Exposure to extreme weather causes rose petals to turn brown at the edges. Although most rose varieties go dormant during the winter, some roses in warmer climates set buds before the last frost. If freezing temperatures arrive unexpectedly, the petals of these rose buds appear stressed and turn brown. Similarly, unexpected freezing temperatures in the fall while the rose plant is still blooming cause the edges of petals to turn brown.
Roses thrive in well-draining soils and exposure to six hours of direct sunlight every day. Enriching the soil with organic matter and mulching during the summer helps retain soil moisture and keeps the roots cool, particularly during periods of drought. Roots of rose plants that fail to receive adequate moisture become stressed, especially during prolonged periods of direct sunlight exposure and insufficient soil moisture, which can cause petal edges to turn brown. Transplant the rose to a well-draining spot or provide the rose plant 3 to 4 inches of water every week.

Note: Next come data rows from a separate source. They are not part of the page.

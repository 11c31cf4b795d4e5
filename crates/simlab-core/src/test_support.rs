use std::collections::HashMap;
use std::sync::{Mutex, MutexGuard};

/// Process environment is global; config tests take turns.
static ENV_TURN: Mutex<()> = Mutex::new(());

/// Exclusive access to `SIMLAB_*` variables for one test. Every key touched
/// through the scope gets its original value back when the scope ends.
pub(crate) struct EnvScope {
    _turn: MutexGuard<'static, ()>,
    original: HashMap<&'static str, Option<String>>,
}

impl EnvScope {
    /// Takes the lock and unsets `keys` so ambient configuration cannot leak
    /// into the test.
    pub(crate) fn cleared(keys: &[&'static str]) -> Self {
        let mut scope = Self {
            _turn: ENV_TURN.lock().unwrap_or_else(|poisoned| poisoned.into_inner()),
            original: HashMap::new(),
        };
        for key in keys {
            scope.touch(key);
            std::env::remove_var(key);
        }
        scope
    }

    pub(crate) fn set(&mut self, key: &'static str, value: &str) {
        self.touch(key);
        std::env::set_var(key, value);
    }

    fn touch(&mut self, key: &'static str) {
        self.original
            .entry(key)
            .or_insert_with(|| std::env::var(key).ok());
    }
}

impl Drop for EnvScope {
    fn drop(&mut self) {
        for (key, value) in self.original.drain() {
            match value {
                Some(value) => std::env::set_var(key, value),
                None => std::env::remove_var(key),
            }
        }
    }
}
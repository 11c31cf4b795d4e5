use once_cell::sync::OnceCell;
use tracing_subscriber::filter::Targets;
use tracing_subscriber::{
    fmt,
    layer::{Layer, SubscriberExt},
    util::SubscriberInitExt,
    EnvFilter,
};

static JOURNAL_GUARD: OnceCell<tracing_appender::non_blocking::WorkerGuard> = OnceCell::new();

/// Target every activity-log append is mirrored under.
pub const ACTIVITY_TARGET: &str = "simlab::activity";

pub fn init() {
    init_with_default("info");
}

/// Installs the console subscriber on stderr. `RUST_LOG` wins over
/// `default_directive`.
pub fn init_with_default(default_directive: &str) {
    let filter =
        EnvFilter::try_from_default_env().unwrap_or_else(|_| EnvFilter::new(default_directive));
    let fmt_layer = fmt::layer().with_writer(std::io::stderr);
    let registry = tracing_subscriber::registry().with(fmt_layer.with_filter(filter));
    match JournalConfig::from_env() {
        Some(journal) => {
            if std::fs::create_dir_all(&journal.dir).is_err() {
                tracing::warn!(directory = %journal.dir, "failed to create activity journal directory");
            }
            let writer = match journal.rotation {
                Rotation::Hourly => tracing_appender::rolling::hourly(&journal.dir, &journal.prefix),
                Rotation::Minutely => {
                    tracing_appender::rolling::minutely(&journal.dir, &journal.prefix)
                }
                Rotation::Daily => tracing_appender::rolling::daily(&journal.dir, &journal.prefix),
            };
            let (nb, guard) = tracing_appender::non_blocking(writer);
            let _ = JOURNAL_GUARD.set(guard);
            let targets = Targets::new().with_target(ACTIVITY_TARGET, tracing::Level::INFO);
            let journal_layer = fmt::layer()
                .with_ansi(false)
                .with_target(false)
                .with_writer(nb)
                .with_filter(targets);
            let _ = registry.with(journal_layer).try_init();
        }
        None => {
            let _ = registry.try_init();
        }
    }
}

#[derive(Clone, Copy, Debug, PartialEq, Eq)]
enum Rotation {
    Minutely,
    Hourly,
    Daily,
}

#[derive(Clone, Debug, PartialEq, Eq)]
struct JournalConfig {
    dir: String,
    prefix: String,
    rotation: Rotation,
}

impl JournalConfig {
    fn from_env() -> Option<Self> {
        Self::from_lookup(|key| std::env::var(key).ok())
    }

    fn from_lookup(get: impl Fn(&str) -> Option<String>) -> Option<Self> {
        if get("SIMLAB_LOG_ROLL").as_deref() != Some("1") {
            return None;
        }
        let dir = get("SIMLAB_LOG_DIR").unwrap_or_else(|| "logs".to_string());
        let prefix = get("SIMLAB_LOG_PREFIX").unwrap_or_else(|| "activity".to_string());
        let rotation = match get("SIMLAB_LOG_ROTATION")
            .unwrap_or_default()
            .to_lowercase()
            .as_str()
        {
            "hourly" => Rotation::Hourly,
            "minutely" => Rotation::Minutely,
            _ => Rotation::Daily,
        };
        Some(Self {
            dir,
            prefix,
            rotation,
        })
    }
}
//! Session orchestration for the SIM/SMS research console: coordinates oracle
//! requests behind an in-flight gate, drives the scripted run on a repeating
//! timer and records everything in the activity log.

pub mod bootstrap;
pub mod config;
mod coordinator;
mod error;
mod followup;
pub mod presets;
mod scheduler;
mod session;
mod state;
#[cfg(test)]
mod test_support;

pub use coordinator::CommandMode;
pub use error::{SessionError, Settlement};
pub use followup::FollowupPolicy;
pub use presets::{Example, ExampleKind};
pub use scheduler::{SchedulerPhase, DEFAULT_SEQUENCE};
pub use session::{Session, SessionSettings, DEFAULT_FOLLOWUP_DELAY, DEFAULT_STEP_INTERVAL};
pub use state::{SessionSnapshot, SessionState};

pub use simlab_events::{ActivityLog, LogCategory, LogEntry, LogEvent};
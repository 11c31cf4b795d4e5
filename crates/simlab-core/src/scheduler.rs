use std::sync::{Arc, Weak};
use std::time::Duration;

use simlab_events::LogCategory;
use tokio::task::JoinHandle;
use tokio::time::MissedTickBehavior;
use tokio_util::sync::CancellationToken;
use tracing::{debug, info};

use crate::coordinator::CommandMode;
use crate::error::SessionError;
use crate::session::{Inner, Session};

/// Command triggers replayed by a scripted run, in order.
pub const DEFAULT_SEQUENCE: &[&str] = &[
    "PROVIDE LOCAL INFO",
    "SEND SHORT MESSAGE",
    "LAUNCH BROWSER",
    "SET UP CALL",
    "DISPLAY TEXT",
];

#[derive(Clone, Copy, Debug, Default, PartialEq, Eq)]
pub enum SchedulerPhase {
    #[default]
    Idle,
    Running {
        run_id: u64,
    },
    Stopping,
}

impl SchedulerPhase {
    pub fn as_str(&self) -> &'static str {
        match self {
            SchedulerPhase::Idle => "idle",
            SchedulerPhase::Running { .. } => "running",
            SchedulerPhase::Stopping => "stopping",
        }
    }

    pub fn is_running(&self) -> bool {
        matches!(self, SchedulerPhase::Running { .. })
    }
}

struct RunTask {
    cancel: CancellationToken,
    handle: JoinHandle<()>,
}

/// Sole owner of the repeating timer.
#[derive(Default)]
pub(crate) struct SchedulerSlot {
    phase: SchedulerPhase,
    task: Option<RunTask>,
    next_run_id: u64,
}

impl SchedulerSlot {
    pub(crate) fn phase(&self) -> SchedulerPhase {
        self.phase
    }

    /// Stops the timer without touching session state or the log.
    pub(crate) fn teardown(&mut self) {
        if let Some(task) = self.task.take() {
            task.cancel.cancel();
            task.handle.abort();
        }
        self.phase = SchedulerPhase::Idle;
    }
}

impl Session {
    pub fn scheduler_phase(&self) -> SchedulerPhase {
        self.inner.scheduler.lock().phase()
    }

    pub fn is_running(&self) -> bool {
        self.scheduler_phase().is_running()
    }

    /// Starts the scripted run: step 0 fires immediately, then one step per
    /// `step_interval`. Refused unless the scheduler is idle.
    pub fn start_simulation(&self) -> Result<(), SessionError> {
        let mut slot = self.inner.scheduler.lock();
        if slot.phase != SchedulerPhase::Idle {
            return Err(SessionError::SchedulerNotIdle);
        }
        slot.next_run_id += 1;
        let run_id = slot.next_run_id;
        slot.phase = SchedulerPhase::Running { run_id };
        self.shared().state.scripted_run_active = true;

        let settings = &self.inner.settings;
        self.inner.log.append(
            format!(
                "Scripted run started: {} step(s) every {}s",
                settings.sequence.len(),
                settings.step_interval.as_secs_f64()
            ),
            LogCategory::SystemNotice,
        );
        info!(target: "simlab::scheduler", run_id, "scripted run started");

        let cancel = CancellationToken::new();
        let handle = tokio::spawn(run_loop(
            Arc::downgrade(&self.inner),
            run_id,
            cancel.clone(),
            settings.step_interval,
        ));
        slot.task = Some(RunTask { cancel, handle });
        Ok(())
    }

    /// Stops the scripted run. Safe to call at any time; follow-ups already
    /// scheduled are left alone.
    pub fn stop_simulation(&self) {
        self.halt(None);
    }

    /// Starts when idle, stops otherwise. Returns whether a run is now active.
    pub fn toggle_simulation(&self) -> Result<bool, SessionError> {
        if self.is_running() {
            self.stop_simulation();
            Ok(false)
        } else {
            self.start_simulation()?;
            Ok(true)
        }
    }

    /// `from_run` is set when the run loop stops itself; it must not abort
    /// its own task and must not stop a newer run.
    fn halt(&self, from_run: Option<u64>) -> bool {
        let mut slot = self.inner.scheduler.lock();
        let SchedulerPhase::Running { run_id } = slot.phase else {
            return false;
        };
        if from_run.is_some_and(|id| id != run_id) {
            return false;
        }
        slot.phase = SchedulerPhase::Stopping;
        if let Some(task) = slot.task.take() {
            task.cancel.cancel();
            if from_run.is_none() {
                task.handle.abort();
            }
        }
        self.shared().state.scripted_run_active = false;
        slot.phase = SchedulerPhase::Idle;
        self.inner
            .log
            .append("Scripted run halted", LogCategory::SystemNotice);
        info!(target: "simlab::scheduler", run_id, "scripted run halted");
        true
    }

    fn owns_run(&self, run_id: u64) -> bool {
        self.inner.scheduler.lock().phase == SchedulerPhase::Running { run_id }
    }

    fn finish_run(&self, run_id: u64) {
        if !self.owns_run(run_id) {
            return;
        }
        self.inner.log.append(
            "Scripted run complete: all steps executed",
            LogCategory::SystemNotice,
        );
        self.halt(Some(run_id));
    }
}

async fn run_loop(
    inner: Weak<Inner>,
    run_id: u64,
    cancel: CancellationToken,
    period: Duration,
) {
    let mut ticker = tokio::time::interval(period.max(Duration::from_millis(1)));
    ticker.set_missed_tick_behavior(MissedTickBehavior::Delay);
    let mut cursor = 0usize;
    loop {
        tokio::select! {
            _ = cancel.cancelled() => {
                debug!(target: "simlab::scheduler", run_id, "run loop cancelled");
                break;
            }
            _ = ticker.tick() => {
                let Some(inner) = inner.upgrade() else { break };
                let session = Session { inner };
                if !session.owns_run(run_id) {
                    break;
                }
                let Some(name) = session.inner.settings.sequence.get(cursor).cloned() else {
                    session.finish_run(run_id);
                    break;
                };
                debug!(target: "simlab::scheduler", run_id, step = cursor, command = %name, "step fired");
                cursor += 1;
                // Steps run on their own task so a slow oracle never delays the timer.
                tokio::spawn(async move {
                    match session.execute_command(&name, CommandMode::Scheduled, None).await {
                        Ok(outcome) => {
                            debug!(target: "simlab::scheduler", run_id, command = %name, ?outcome, "step settled");
                        }
                        Err(err) => {
                            debug!(target: "simlab::scheduler", run_id, command = %name, error = %err, "step refused");
                        }
                    }
                });
            }
        }
    }
}
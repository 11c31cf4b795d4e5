use std::time::Duration;

use serde_json::{json, Value};

use super::InferenceBackend;
use crate::{prompt, OracleError, OracleRequest, ResponseShape};

#[derive(Clone, Debug)]
pub struct HttpBackendOptions {
    pub base_url: String,
    pub api_key: String,
    pub model: String,
    pub system_prompt: String,
    pub temperature: f64,
    pub max_tokens: u32,
    pub timeout: Duration,
    pub connect_timeout: Duration,
}

impl Default for HttpBackendOptions {
    fn default() -> Self {
        Self {
            base_url: "https://api.openai.com".to_string(),
            api_key: String::new(),
            model: "gpt-4o-mini".to_string(),
            system_prompt: prompt::DEFAULT_SYSTEM_PROMPT.to_string(),
            temperature: 0.2,
            max_tokens: 1024,
            timeout: Duration::from_secs(30),
            connect_timeout: Duration::from_secs(3),
        }
    }
}

/// OpenAI-compatible `/v1/chat/completions` backend.
pub struct HttpBackend {
    client: reqwest::Client,
    endpoint: String,
    options: HttpBackendOptions,
}

impl HttpBackend {
    pub fn new(options: HttpBackendOptions) -> Result<Self, OracleError> {
        if options.api_key.trim().is_empty() {
            return Err(OracleError::Unavailable("api key not configured".into()));
        }
        let client = reqwest::Client::builder()
            .user_agent(format!("simlab/{}", env!("CARGO_PKG_VERSION")))
            .connect_timeout(options.connect_timeout)
            .timeout(options.timeout)
            .build()
            .map_err(|e| OracleError::Transport(e.to_string()))?;
        let endpoint = format!(
            "{}/v1/chat/completions",
            options.base_url.trim().trim_end_matches('/')
        );
        Ok(Self {
            client,
            endpoint,
            options,
        })
    }

    pub fn endpoint(&self) -> &str {
        &self.endpoint
    }

    fn body(&self, request: &OracleRequest) -> Value {
        let user = match &request.shape {
            ResponseShape::Json(schema) => prompt::with_schema(&request.instruction, schema),
            ResponseShape::Text => request.instruction.clone(),
        };
        let mut body = json!({
            "model": self.options.model,
            "messages": [
                {"role": "system", "content": self.options.system_prompt},
                {"role": "user", "content": user},
            ],
            "temperature": self.options.temperature,
            "max_tokens": self.options.max_tokens,
        });
        if request.shape.is_json() {
            if let Some(obj) = body.as_object_mut() {
                obj.insert("response_format".into(), json!({"type": "json_object"}));
            }
        }
        body
    }
}

/// First choice's message content from a chat-completions envelope.
fn reply_text(envelope: &Value) -> Option<&str> {
    envelope
        .get("choices")
        .and_then(|c| c.as_array())
        .and_then(|arr| arr.first())
        .and_then(|choice| choice.get("message"))
        .and_then(|m| m.get("content"))
        .and_then(|c| c.as_str())
}

#[async_trait::async_trait]
impl InferenceBackend for HttpBackend {
    fn id(&self) -> &'static str {
        "http"
    }

    async fn complete(&self, request: OracleRequest) -> Result<String, OracleError> {
        let body = self.body(&request);
        let started = std::time::Instant::now();
        let resp = self
            .client
            .post(&self.endpoint)
            .bearer_auth(&self.options.api_key)
            .json(&body)
            .send()
            .await
            .map_err(|e| OracleError::Transport(e.to_string()))?;
        let status = resp.status();
        let bytes = resp
            .bytes()
            .await
            .map_err(|e| OracleError::Transport(e.to_string()))?;
        tracing::debug!(
            target: "simlab::oracle",
            operation = request.operation.as_str(),
            status = status.as_u16(),
            bytes = bytes.len(),
            elapsed_ms = started.elapsed().as_millis() as u64,
            "oracle reply received"
        );
        if !status.is_success() {
            let detail = String::from_utf8_lossy(&bytes).chars().take(200).collect();
            return Err(OracleError::Status {
                status: status.as_u16(),
                detail,
            });
        }
        let envelope: Value = serde_json::from_slice(&bytes)
            .map_err(|e| OracleError::Malformed(format!("envelope: {e}")))?;
        let text = reply_text(&envelope)
            .ok_or_else(|| OracleError::Malformed("envelope has no message content".into()))?;
        if text.trim().is_empty() {
            return Err(OracleError::Empty);
        }
        Ok(text.to_string())
    }
}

Also called gray mold and wooly mold, Botrytis blight is a fungal disease that attacks a large number of ornamental plants including roses. Fungal spores thrive in cool, moist areas with high humidity and poor air circulation. Botrytis blight causes rose petals to appear spotted or turn soft and brown at the edges. Prune infected parts and apply a fungicide containing mancozeb or chlorothalonil. Collect and destroy plant clippings from around the base of the plant to keep the spores from overwintering.